=== Extracted data ===

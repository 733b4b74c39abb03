// TOMO: Network Loss Tomography Simulation with Bernoulli Losses
// Copyright (C) 2024-2025 Roland Schmid <roschmi@ethz.ch> and Tibor Schneider <sctibor@ethz.ch>
//
// This program is free software: you can redistribute it and/or modify
// it under the terms of the GNU General Public License as published by
// the Free Software Foundation, either version 3 of the License, or
// (at your option) any later version.
//
// This program is distributed in the hope that it will be useful,
// but WITHOUT ANY WARRANTY; without even the implied warranty of
// MERCHANTABILITY or FITNESS FOR A PARTICULAR PURPOSE.  See the
// GNU General Public License for more details.
//
// You should have received a copy of the GNU General Public License
// along with this program.  If not, see <http://www.gnu.org/licenses/>.
//! The discrete-time simulation driver.
use std::time::{Duration, Instant};

use rand::{rngs::StdRng, SeedableRng};

use crate::{
    config::{ConfigError, SimulationConfig},
    estimator::Estimator,
    network::{Network, Packet},
    state::SimulationState,
    topology::TopologyBuilder,
    Tick,
};

/// Lifecycle of a [`Simulator`].
#[derive(Debug, Clone, Copy, PartialEq, Eq)]
pub enum DriverState {
    /// No tick has been simulated yet.
    Idle,
    /// Ticks `0..tick` are completed, `tick` is the next one.
    Running { tick: Tick },
    /// All configured ticks are completed.
    Finished,
}

/// Drives probes through the network, one tick at a time.
///
/// A tick walks the link array once in ascending heap order. The control packet is delivered to
/// the sender over link 0, each link hands the packet it delivered to its host, the sender emits
/// the probe of this tick and every router copies it onto both child links. Since children have
/// larger indices than their parents, a single pass carries the probe down the whole tree. Only
/// after the pass, the observations are recorded and the estimator is invoked.
#[derive(Debug)]
pub struct Simulator {
    config: SimulationConfig,
    network: Network,
    estimator: Box<dyn Estimator>,
    state: SimulationState,
    rng: StdRng,
    driver: DriverState,
    runtime: Duration,
}

impl Simulator {
    /// Validate the configuration and build the network. Nothing is built for an invalid
    /// configuration.
    pub fn new(config: SimulationConfig) -> Result<Self, ConfigError> {
        config.validate()?;
        let mut rng = StdRng::seed_from_u64(config.seed);
        let network = TopologyBuilder::new(config.num_receivers)
            .losses(config.losses.clone())
            .build(&mut rng)?;
        let estimator = config.mode.estimator(network.num_hosts());
        let state = SimulationState::new(&network);
        log::debug!(
            "prepared a {} run of {} ticks on {} receivers (seed {})",
            config.mode,
            config.ticks,
            config.num_receivers,
            config.seed
        );
        Ok(Self {
            config,
            network,
            estimator,
            state,
            rng,
            driver: DriverState::Idle,
            runtime: Duration::ZERO,
        })
    }

    pub fn config(&self) -> &SimulationConfig {
        &self.config
    }

    pub fn network(&self) -> &Network {
        &self.network
    }

    pub fn state(&self) -> &SimulationState {
        &self.state
    }

    pub fn driver_state(&self) -> DriverState {
        self.driver
    }

    /// Simulate the next tick. Returns the tick that was simulated, or `None` if the run is
    /// already finished.
    pub fn step(&mut self) -> Option<Tick> {
        let tick = match self.driver {
            DriverState::Idle => 0,
            DriverState::Running { tick } => tick,
            DriverState::Finished => return None,
        };

        let start = Instant::now();
        self.send_probe(tick);
        self.state.observe(&self.network);
        self.estimator.update(tick, &self.network, &mut self.state);
        self.network.finish_tick();
        self.runtime += start.elapsed();

        self.driver = if tick + 1 < self.config.ticks {
            DriverState::Running { tick: tick + 1 }
        } else {
            DriverState::Finished
        };
        Some(tick)
    }

    /// Run the remaining ticks.
    pub fn run(mut self) -> SimulationResult {
        while let Some(tick) = self.step() {
            if log::log_enabled!(log::Level::Debug) {
                log::debug!(
                    "Probe {tick}: {} of {} receivers reached",
                    self.state
                        .observations()
                        .last()
                        .map(|o| o.count_ones())
                        .unwrap_or_default(),
                    self.network.num_receivers()
                );
            }
        }
        log::info!(
            "Simulation of {} ticks ran in {:.3} milliseconds",
            self.config.ticks,
            self.runtime.as_secs_f64() * 1000.0
        );
        SimulationResult {
            config: self.config,
            network: self.network,
            state: self.state,
            runtime: self.runtime,
        }
    }

    /// The link pass of a single tick.
    fn send_probe(&mut self, tick: Tick) {
        let n = self.network.num_receivers();
        let rng = &mut self.rng;
        let (hosts, links) = self.network.split_mut();
        debug_assert_eq!(hosts.len(), links.len());

        for i in 0..links.len() {
            if i == 0 {
                let delivered = links[0].attempt_delivery(Packet::new(tick), rng);
                debug_assert!(delivered, "the control link never drops");
            }

            links[i].tick(tick, &mut hosts[i]);

            // the sender and all routers forward; receivers have nothing to do
            if i < n {
                hosts[i].forward(tick, links, rng);
            }
        }
    }
}

/// Everything a finished run produced.
#[derive(Debug, Clone)]
pub struct SimulationResult {
    pub config: SimulationConfig,
    pub network: Network,
    pub state: SimulationState,
    /// Time spent simulating, excluding setup.
    pub runtime: Duration,
}

#[cfg(test)]
mod test {
    use super::*;
    use crate::config::Mode;

    #[test]
    fn state_machine() {
        let mut sim = Simulator::new(SimulationConfig::new(3, 2, Mode::Tomography)).unwrap();
        assert_eq!(sim.driver_state(), DriverState::Idle);
        assert_eq!(sim.step(), Some(0));
        assert_eq!(sim.driver_state(), DriverState::Running { tick: 1 });
        assert_eq!(sim.step(), Some(1));
        assert_eq!(sim.step(), Some(2));
        assert_eq!(sim.driver_state(), DriverState::Finished);
        assert_eq!(sim.step(), None);
        assert_eq!(sim.state().ticks(), 3);
    }

    #[test]
    fn invalid_config_builds_nothing() {
        assert_eq!(
            Simulator::new(SimulationConfig::new(0, 2, Mode::Tomography)).unwrap_err(),
            ConfigError::InvalidTicks(0)
        );
        assert_eq!(
            Simulator::new(SimulationConfig::new(10, 3, Mode::Sdn)).unwrap_err(),
            ConfigError::UnsupportedReceivers(3)
        );
    }

    #[test]
    fn one_probe_per_tick() {
        let result = Simulator::new(SimulationConfig::new(500, 8, Mode::Sdn).seed(5))
            .unwrap()
            .run();
        let net = &result.network;
        assert_eq!(net.link(0).attempts(), 500);
        assert_eq!(net.link(0).loss_rate(), 0.0);
        assert_eq!(net.link(1).attempts(), 500);
        assert!(net.host(0).is_ready_to_send());
        for i in 1..net.num_hosts() {
            // every delivered packet reached the host, and every host received at most one
            // packet per tick
            assert_eq!(net.host(i).received(), net.link(i).successes());
            assert!(!net.host(i).has_received());
            if i >= 2 {
                let parent = net.parent(i).unwrap();
                assert_eq!(net.link(i).attempts(), net.host(parent).received());
            }
        }
        for i in net.receivers() {
            let j = i - net.num_receivers();
            let observed = result.state.observations().iter().filter(|o| o[j]).count() as u64;
            assert_eq!(observed, net.host(i).received());
        }
    }
}
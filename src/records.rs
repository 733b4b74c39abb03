// TOMO: Network Loss Tomography Simulation with Bernoulli Losses
// Copyright (C) 2024-2025 Roland Schmid <roschmi@ethz.ch> and Tibor Schneider <sctibor@ethz.ch>
//
// This program is free software: you can redistribute it and/or modify
// it under the terms of the GNU General Public License as published by
// the Free Software Foundation, either version 3 of the License, or
// (at your option) any later version.
//
// This program is distributed in the hope that it will be useful,
// but WITHOUT ANY WARRANTY; without even the implied warranty of
// MERCHANTABILITY or FITNESS FOR A PARTICULAR PURPOSE.  See the
// GNU General Public License for more details.
//
// You should have received a copy of the GNU General Public License
// along with this program.  If not, see <http://www.gnu.org/licenses/>.
//! Module defining record data types to (de-)serialize estimation results to CSV.
use serde::{Deserialize, Serialize};

use crate::{state::HostSeries, Tick};

/// One tick of the estimation series of a single host.
#[derive(Debug, Clone, PartialEq, Deserialize, Serialize)]
pub struct SeriesRecord {
    pub tick: Tick,
    /// Estimated or measured drop probability of the incoming link. Empty if not yet estimable.
    pub alpha: Option<f64>,
    /// Estimated path success probability. Empty in sdn mode and if not yet estimable.
    pub y_hat: Option<f64>,
}

impl SeriesRecord {
    /// Turn the series of a host into one record per tick.
    pub fn from_series(series: &HostSeries) -> impl Iterator<Item = SeriesRecord> + '_ {
        series.alpha.iter().enumerate().map(|(tick, alpha)| SeriesRecord {
            tick,
            alpha: finite(*alpha),
            y_hat: series.y_hat.get(tick).copied().and_then(finite),
        })
    }
}

fn finite(x: f64) -> Option<f64> {
    (!x.is_nan()).then_some(x)
}

#[cfg(test)]
mod test {
    use super::*;

    #[test]
    fn serialize_series_record() {
        let series = HostSeries {
            name: "receiver_1".to_string(),
            y_hat: vec![f64::NAN, 0.5],
            gamma: 0.5,
            alpha: vec![f64::NAN, 0.25],
        };
        let records: Vec<_> = SeriesRecord::from_series(&series).collect();
        assert_eq!(
            records,
            vec![
                SeriesRecord {
                    tick: 0,
                    alpha: None,
                    y_hat: None
                },
                SeriesRecord {
                    tick: 1,
                    alpha: Some(0.25),
                    y_hat: Some(0.5)
                },
            ]
        );

        let mut csv = csv::WriterBuilder::new()
            .has_headers(true)
            .from_writer(vec![]);
        for record in &records {
            csv.serialize(record).unwrap();
        }
        csv.flush().unwrap();
        let ser = String::from_utf8(csv.into_inner().unwrap()).unwrap();
        assert_eq!(ser, "tick,alpha,y_hat\n0,,\n1,0.25,0.5\n".to_string());

        let mut csv = csv::Reader::from_reader(ser.as_bytes());
        let de: Vec<SeriesRecord> = csv.deserialize().map(|r| r.unwrap()).collect();
        assert_eq!(de, records);
    }

    #[test]
    fn sdn_series_has_no_y_hat() {
        let series = HostSeries {
            name: "router_1".to_string(),
            y_hat: vec![],
            gamma: f64::NAN,
            alpha: vec![0.0, 0.5],
        };
        assert!(SeriesRecord::from_series(&series).all(|r| r.y_hat.is_none() && r.alpha.is_some()));
    }
}
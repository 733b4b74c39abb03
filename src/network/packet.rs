// TOMO: Network Loss Tomography Simulation with Bernoulli Losses
// Copyright (C) 2024-2025 Roland Schmid <roschmi@ethz.ch> and Tibor Schneider <sctibor@ethz.ch>
//
// This program is free software: you can redistribute it and/or modify
// it under the terms of the GNU General Public License as published by
// the Free Software Foundation, either version 3 of the License, or
// (at your option) any later version.
//
// This program is distributed in the hope that it will be useful,
// but WITHOUT ANY WARRANTY; without even the implied warranty of
// MERCHANTABILITY or FITNESS FOR A PARTICULAR PURPOSE.  See the
// GNU General Public License for more details.
//
// You should have received a copy of the GNU General Public License
// along with this program.  If not, see <http://www.gnu.org/licenses/>.
use serde::{Deserialize, Serialize};

use crate::Tick;

/// A probe packet. It carries nothing but the tick in which the sender created it.
#[derive(Debug, Clone, Copy, PartialEq, Eq, Hash, Serialize, Deserialize)]
pub struct Packet {
    tick: Tick,
}

impl Packet {
    pub fn new(tick: Tick) -> Self {
        Self { tick }
    }

    pub fn tick(&self) -> Tick {
        self.tick
    }
}
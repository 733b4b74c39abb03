// TOMO: Network Loss Tomography Simulation with Bernoulli Losses
// Copyright (C) 2024-2025 Roland Schmid <roschmi@ethz.ch> and Tibor Schneider <sctibor@ethz.ch>
//
// This program is free software: you can redistribute it and/or modify
// it under the terms of the GNU General Public License as published by
// the Free Software Foundation, either version 3 of the License, or
// (at your option) any later version.
//
// This program is distributed in the hope that it will be useful,
// but WITHOUT ANY WARRANTY; without even the implied warranty of
// MERCHANTABILITY or FITNESS FOR A PARTICULAR PURPOSE.  See the
// GNU General Public License for more details.
//
// You should have received a copy of the GNU General Public License
// along with this program.  If not, see <http://www.gnu.org/licenses/>.
//! Runs are fully determined by their seed.

use crate::prelude::*;

fn run(mode: Mode, seed: u64) -> SimulationResult {
    let config = SimulationConfig::new(1_000, 8, mode)
        .seed(seed)
        .losses(LinkLossBuilder::new().uniform(0.05, 0.3));
    Simulator::new(config).unwrap().run()
}

/// Series as raw bits, such that missing estimates compare equal.
fn bits(result: &SimulationResult) -> Vec<(Vec<u64>, u64, Vec<u64>)> {
    result
        .state
        .series()
        .iter()
        .map(|s| {
            (
                s.y_hat.iter().map(|x| x.to_bits()).collect(),
                s.gamma.to_bits(),
                s.alpha.iter().map(|x| x.to_bits()).collect(),
            )
        })
        .collect()
}

#[test]
fn same_seed_same_run() {
    for mode in [Mode::Tomography, Mode::Sdn] {
        let a = run(mode, 42);
        let b = run(mode, 42);
        let alphas = |r: &SimulationResult| -> Vec<f64> {
            r.network.links().iter().map(|l| l.alpha()).collect()
        };
        assert_eq!(alphas(&a), alphas(&b));
        assert_eq!(a.state.observations(), b.state.observations());
        assert_eq!(bits(&a), bits(&b));
    }
}

#[test]
fn different_seed_different_run() {
    let a = run(Mode::Tomography, 1);
    let b = run(Mode::Tomography, 2);
    assert_ne!(a.state.observations(), b.state.observations());
}

#[test]
fn mode_does_not_change_the_sampled_losses() {
    let tomo = run(Mode::Tomography, 5);
    let sdn = run(Mode::Sdn, 5);
    assert_eq!(tomo.state.observations(), sdn.state.observations());
    for (a, b) in tomo.network.links().iter().zip(sdn.network.links()) {
        assert_eq!(a.alpha(), b.alpha());
        assert_eq!(a.attempts(), b.attempts());
        assert_eq!(a.successes(), b.successes());
    }
}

===

▶ Assignment
Copy out every line above where "their" is present.

▶ Result
/// larger indices than their parents, a single pass carries the probe down the whole tree. Only
//! Runs are fully determined by their seed.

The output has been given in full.